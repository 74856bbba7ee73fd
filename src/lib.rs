// ABOUTME: Main library entry point for the diet planner API
// ABOUTME: Regional 7-day meal plans with LLM fallback and meal nutrition estimates
//
// SPDX-License-Identifier: MIT OR Apache-2.0
// Copyright (c) 2025 Pierre Fitness Intelligence

#![deny(unsafe_code)]

//! # Diet Planner
//!
//! An HTTP service that builds personalized 7-day meal plans from a curated
//! regional food catalog and falls back to a language model when the catalog
//! has no entry for the requested region and cuisine. It also estimates the
//! calories and macros of a single meal through the same model.
//!
//! ## Architecture
//!
//! - **Intelligence**: calorie model, food catalog, and the local plan builder
//! - **LLM**: provider abstraction and the `OpenAI`-compatible client used for Mistral
//! - **Services**: plan orchestration, fallback generation, nutrition estimation
//! - **Routes**: axum handlers for the public endpoints
//! - **Config**: environment-only configuration
//!
//! ## Example Usage
//!
//! ```rust,no_run
//! use diet_planner::config::environment::ServerConfig;
//!
//! fn main() -> anyhow::Result<()> {
//!     let config = ServerConfig::from_env()?;
//!     println!("Diet planner configured on port {}", config.http_port);
//!     Ok(())
//! }
//! ```

/// Environment-only configuration
pub mod config;

/// Unified error handling re-exported from the core crate
pub mod errors;

/// Calorie model, food catalog, and local plan building
pub mod intelligence;

/// Language model provider abstraction
pub mod llm;

/// Structured logging setup
pub mod logging;

/// Shared server resources handed to route handlers
pub mod resources;

/// HTTP route handlers
pub mod routes;

/// Plan orchestration and nutrition estimation services
pub mod services;

pub use diet_core::constants;
pub use diet_core::models;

____________________

### Activity
Go through the data above and copy all of it exactly.

### Result for this exercise
repository 74856bbba7ee73fd
filename src/lib.rs
// ABOUTME: Main library entry point for the diet planner API
// ABOUTME: Regional 7-day meal plans with LLM fallback and meal nutrition estimates
//
// SPDX-License-Identifier: MIT OR Apache-2.0
// Copyright (c) 2025 Pierre Fitness Intelligence

#![deny(unsafe_code)]

//! # Diet Planner
//!
//! An HTTP service that builds personalized 7-day meal plans from a curated
//! regional food catalog and falls back to a language model when the catalog
//! has no entry for the requested region and cuisine. It also estimates the
//! calories and macros of a single meal through the same model.
//!
//! ## Architecture
//!
//! - **Intelligence**: calorie model, food catalog, and the local plan builder
//! - **LLM**: provider abstraction and the `OpenAI`-compatible client used for Mistral
//! - **Services**: plan orchestration, fallback generation, nutrition estimation
//! - **Routes**: axum handlers for the public endpoints
//! - **Config**: environment-only configuration
//!
//! ## Example Usage
//!
//! ```rust,no_run
//! use diet_planner::config::environment::ServerConfig;
//!
//! fn main() -> anyhow::Result<()> {
//!     let config = ServerConfig::from_env()?;
//!     println!("Diet planner configured on port {}", config.http_port);
//!     Ok(())
//! }
//! ```

/// Environment-only configuration
pub mod config;

/// Unified error handling re-exported from the core crate
pub mod errors;

/// Calorie model, food catalog, and local plan building
pub mod intelligence;

/// Language model provider abstraction
pub mod llm;

/// Structured logging setup
pub mod logging;

/// Shared server resources handed to route handlers
pub mod resources;

/// HTTP route handlers
pub mod routes;

/// Plan orchestration and nutrition estimation services
pub mod services;

pub use diet_core::constants;
pub use diet_core::models;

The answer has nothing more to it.